Eine gesteigerte Transparenz und Nachvollziehbarkeit der Entscheidungsfindung erhöht auch die Akzeptanz der Maßnahmen.
c. Ferner hielte ich aus gleichem Grund eine Vorgabe im Infektionsschutzgesetz für nötig, dass daraufhin erlassenen Rechtsverordnungen von Bund und Ländern je einer schriftlichen Begründung bedürfen. Dabei sollte die Begründung der Verhältnismäßigkeit im Vordergrund stehen. Denn eine sachgerechte gerichtliche Überprüfung der Verordnungen ist nur bei ausreichender Begründungstiefe möglich. Für nicht ausgeschlossen hielte ich, dass andernfalls Gerichte auch sachlich gerechtfertigte und verhältnismäßige Maßnahmen aufheben.
d. Ich halte außerdem daran fest, dass auch die Befugnisse der Länderparlamente, an auf §§ 5, 28, 28a IfSG gestützten Rechtsverordnungen mitzuwirken, darüber informiert zu werden und jederzeit deren Rücknahme durchsetzen zu können, erhalten bleiben müssen. Das aber haben die Länder zu regeln.
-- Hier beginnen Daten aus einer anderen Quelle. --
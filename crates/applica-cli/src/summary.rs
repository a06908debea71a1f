use applica_cli::report::FillRun;
use applica_fill::{ControlKind, ControlState, ElementId, FieldResolution, Resolution, SkipReason};
use applica_model::FillOutcome;
use comfy_table::modifiers::{UTF8_ROUND_CORNERS, UTF8_SOLID_INNER_BORDERS};
use comfy_table::presets::{UTF8_FULL, UTF8_FULL_CONDENSED};
use comfy_table::{
    Attribute, Cell, CellAlignment, Color, ColumnConstraint, ContentArrangement, Table, Width,
};

pub fn print_fill_summary(run: &FillRun) {
    println!("Page: {}", run.page.display());
    let Some(report) = &run.report else {
        if let FillOutcome::Failed { error } = &run.outcome {
            eprintln!("error: {error}");
        }
        return;
    };

    let mut table = Table::new();
    table.set_header(vec![
        header_cell("Field"),
        header_cell("State"),
        header_cell("Element"),
        header_cell("Kind"),
        header_cell("Value"),
    ]);
    apply_summary_table_style(&mut table);
    align_column(&mut table, 2, CellAlignment::Right);
    align_column(&mut table, 3, CellAlignment::Center);
    for field in &report.fields {
        table.add_row(field_row(field, run));
    }
    table.add_row(vec![
        Cell::new("TOTAL")
            .fg(Color::Cyan)
            .add_attribute(Attribute::Bold),
        Cell::new(format!("{} of {} filled", report.filled, report.total))
            .add_attribute(Attribute::Bold),
        dim_cell("-"),
        dim_cell("-"),
        dim_cell("-"),
    ]);
    println!("{table}");
}

fn field_row(field: &FieldResolution, run: &FillRun) -> Vec<Cell> {
    let key = Cell::new(&field.key)
        .fg(Color::Blue)
        .add_attribute(Attribute::Bold);
    match &field.resolution {
        Resolution::Matched {
            element,
            kind,
            filled,
        } => {
            let state = if *filled {
                Cell::new("filled").fg(Color::Green)
            } else {
                Cell::new("no option").fg(Color::Yellow)
            };
            vec![
                key,
                state,
                Cell::new(element),
                kind_cell(*kind),
                value_cell(control_for(run, *element)),
            ]
        }
        Resolution::Exhausted => vec![
            key,
            Cell::new("unmatched").fg(Color::Red),
            dim_cell("-"),
            dim_cell("-"),
            dim_cell("-"),
        ],
        Resolution::Skipped { reason } => {
            let label = match reason {
                SkipReason::NullValue => "null",
                SkipReason::UnknownField => "unknown key",
            };
            vec![
                key,
                dim_cell(label),
                dim_cell("-"),
                dim_cell("-"),
                dim_cell("-"),
            ]
        }
    }
}

fn control_for(run: &FillRun, element: ElementId) -> Option<&ControlState> {
    run.controls
        .iter()
        .find(|control| control.element == element)
}

fn value_cell(control: Option<&ControlState>) -> Cell {
    match control {
        Some(ControlState {
            checked: Some(checked),
            ..
        }) => Cell::new(if *checked { "checked" } else { "unchecked" }),
        Some(ControlState {
            value: Some(value),
            ..
        }) if !value.is_empty() => Cell::new(value),
        _ => dim_cell("-"),
    }
}

pub fn kind_cell(kind: ControlKind) -> Cell {
    match kind {
        ControlKind::Select => Cell::new(kind).fg(Color::Magenta),
        ControlKind::Checkbox | ControlKind::Radio => Cell::new(kind).fg(Color::Cyan),
        ControlKind::Text | ControlKind::TextArea => Cell::new(kind),
    }
}

pub fn apply_table_style(table: &mut Table) {
    table
        .load_preset(UTF8_FULL_CONDENSED)
        .apply_modifier(UTF8_ROUND_CORNERS)
        .set_content_arrangement(ContentArrangement::Dynamic)
        .set_width(120);
}

fn apply_summary_table_style(table: &mut Table) {
    table
        .load_preset(UTF8_FULL)
        .apply_modifier(UTF8_ROUND_CORNERS)
        .apply_modifier(UTF8_SOLID_INNER_BORDERS)
        .set_content_arrangement(ContentArrangement::DynamicFullWidth)
        .set_width(120);
    if table.column_count() >= 5 {
        table.set_constraints(vec![
            ColumnConstraint::UpperBoundary(Width::Fixed(24)),
            ColumnConstraint::LowerBoundary(Width::Fixed(10)),
            ColumnConstraint::LowerBoundary(Width::Fixed(8)),
            ColumnConstraint::LowerBoundary(Width::Fixed(8)),
            ColumnConstraint::UpperBoundary(Width::Percentage(50)),
        ]);
    }
}

fn align_column(table: &mut Table, index: usize, alignment: CellAlignment) {
    if let Some(column) = table.column_mut(index) {
        column.set_cell_alignment(alignment);
    }
}

fn header_cell(label: &str) -> Cell {
    Cell::new(label)
        .fg(Color::Cyan)
        .add_attribute(Attribute::Bold)
}

pub fn dim_cell<T: ToString>(value: T) -> Cell {
    Cell::new(value).fg(Color::DarkGrey)
}
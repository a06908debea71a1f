//! One fill run over a saved page and the JSON report written for it.

use std::path::{Path, PathBuf};

use applica_fill::{
    ControlState, FieldResolution, FillEngine, FillOptions, FillReport, HtmlDocument,
};
use applica_model::FillOutcome;
use chrono::{DateTime, Utc};
use serde::Serialize;
use serde_json::Value;
use tracing::{debug, warn};

use crate::logging::redact_value;

/// The `form_data` object inside a profile file.
///
/// Accepts both a backend response (`{"form_data": {...}}`) and a bare record.
pub fn form_data_payload(value: &Value) -> &Value {
    value.get("form_data").unwrap_or(value)
}

/// Everything a fill run produced.
#[derive(Debug, Clone)]
pub struct FillRun {
    pub page: PathBuf,
    pub outcome: FillOutcome,
    /// Absent when `form_data` was rejected before matching.
    pub report: Option<FillReport>,
    pub controls: Vec<ControlState>,
}

/// Serialized form of a [`FillRun`].
#[derive(Debug, Serialize)]
pub struct FillRecord<'a> {
    pub generated_at: String,
    pub page: String,
    pub outcome: &'a FillOutcome,
    #[serde(skip_serializing_if = "Option::is_none")]
    pub fields: Option<&'a [FieldResolution]>,
    /// Controls the pass wrote to.
    pub controls: Vec<&'a ControlState>,
}

impl FillRun {
    /// Parses the page and runs one pass with the given payload.
    pub fn execute(page: &Path, html: &str, profile: &Value, options: FillOptions) -> Self {
        let mut document = HtmlDocument::parse(html);
        let engine = FillEngine::new(options);
        let form_data = form_data_payload(profile);
        let (outcome, report) = match engine.try_fill_form_data(&mut document, form_data) {
            Ok(report) => (report.outcome(), Some(report)),
            Err(error) => {
                warn!(page = %page.display(), %error, "profile rejected");
                (FillOutcome::failed(error.to_string()), None)
            }
        };

        let controls = document.control_states();
        for control in controls.iter().filter(|control| control.touched) {
            debug!(
                element = %control.element,
                kind = control.kind.as_str(),
                value = redact_value(control.value.as_deref().unwrap_or_default()),
                checked = ?control.checked,
                "control written"
            );
        }

        Self {
            page: page.to_path_buf(),
            outcome,
            report,
            controls,
        }
    }

    pub fn touched(&self) -> impl Iterator<Item = &ControlState> {
        self.controls.iter().filter(|control| control.touched)
    }

    pub fn record(&self, generated_at: DateTime<Utc>) -> FillRecord<'_> {
        FillRecord {
            generated_at: generated_at.to_rfc3339(),
            page: self.page.display().to_string(),
            outcome: &self.outcome,
            fields: self.report.as_ref().map(|report| report.fields.as_slice()),
            controls: self.touched().collect(),
        }
    }
}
Diese Forderungen habe ich ja schon erhoben in meiner persönlichen Erklärung zur Abstimmung der ersten Pandemiemaßnahmen am 25.3.2020 in diesem Hause (Anlage 7 des Protokolls: http://dipbt.bundestag.de/doc/btp/19/19154.pdf#BM17) sowie zum Zweiten Bevölkerungsschutzgesetz am 14.5.2020 (https://bayram-gruene.de/persoenliche-erklaerung-von-canan-bayram-gesetz-zum-schutz-der-bevoelkerung-bei-einer-epidemischen-lage/).
3. Zu begrüßen ist, dass der Gesetzentwurf (§ 28a Abs. 5) jetzt vorgibt, dass Rechtsverordnungen, die nach dem Infektionsschutzgesetz erlassen werden können, grundsätzlich nur vier Wochen gelten dürfen. Ich unterstütze den Rechtsanspruch auf Impfung und Testung. Auch die weiteren Ziele des Gesetzentwurfs, die Krankenhäuser für Corona-Behandlungen zu stärken u.a. mit Ausgleichszahlungen, sind gewiss im Ansatz richtig. Kurzfristig sinnvoll erscheinen mir auch etwa die vorgesehene digitale Vernetzung des Öffentlichen Gesundheitsdienstes sowie der Ausbau der Testkapazitäten.
4. Abschließen möchte ich diese Erklärung mit einem besonderen Dank an alle gegen Corona tätigen medizinischen, pflegerischen und sonstigen Einsatzkräfte. Ohne diese wäre nämlich jeder Vollzug irgendeines Gesetzes, das wir hier gegen die Pandemie beschließen könnten, unmöglich.
5. Fazit: Ich kann diesem Gesetzentwurf nicht zustimmen, weil er gemessen an den erheblichen zu erwartenden Grundrechtseingriffen nicht den Anforderungen an eine solche Rechtsgrundlage genügt.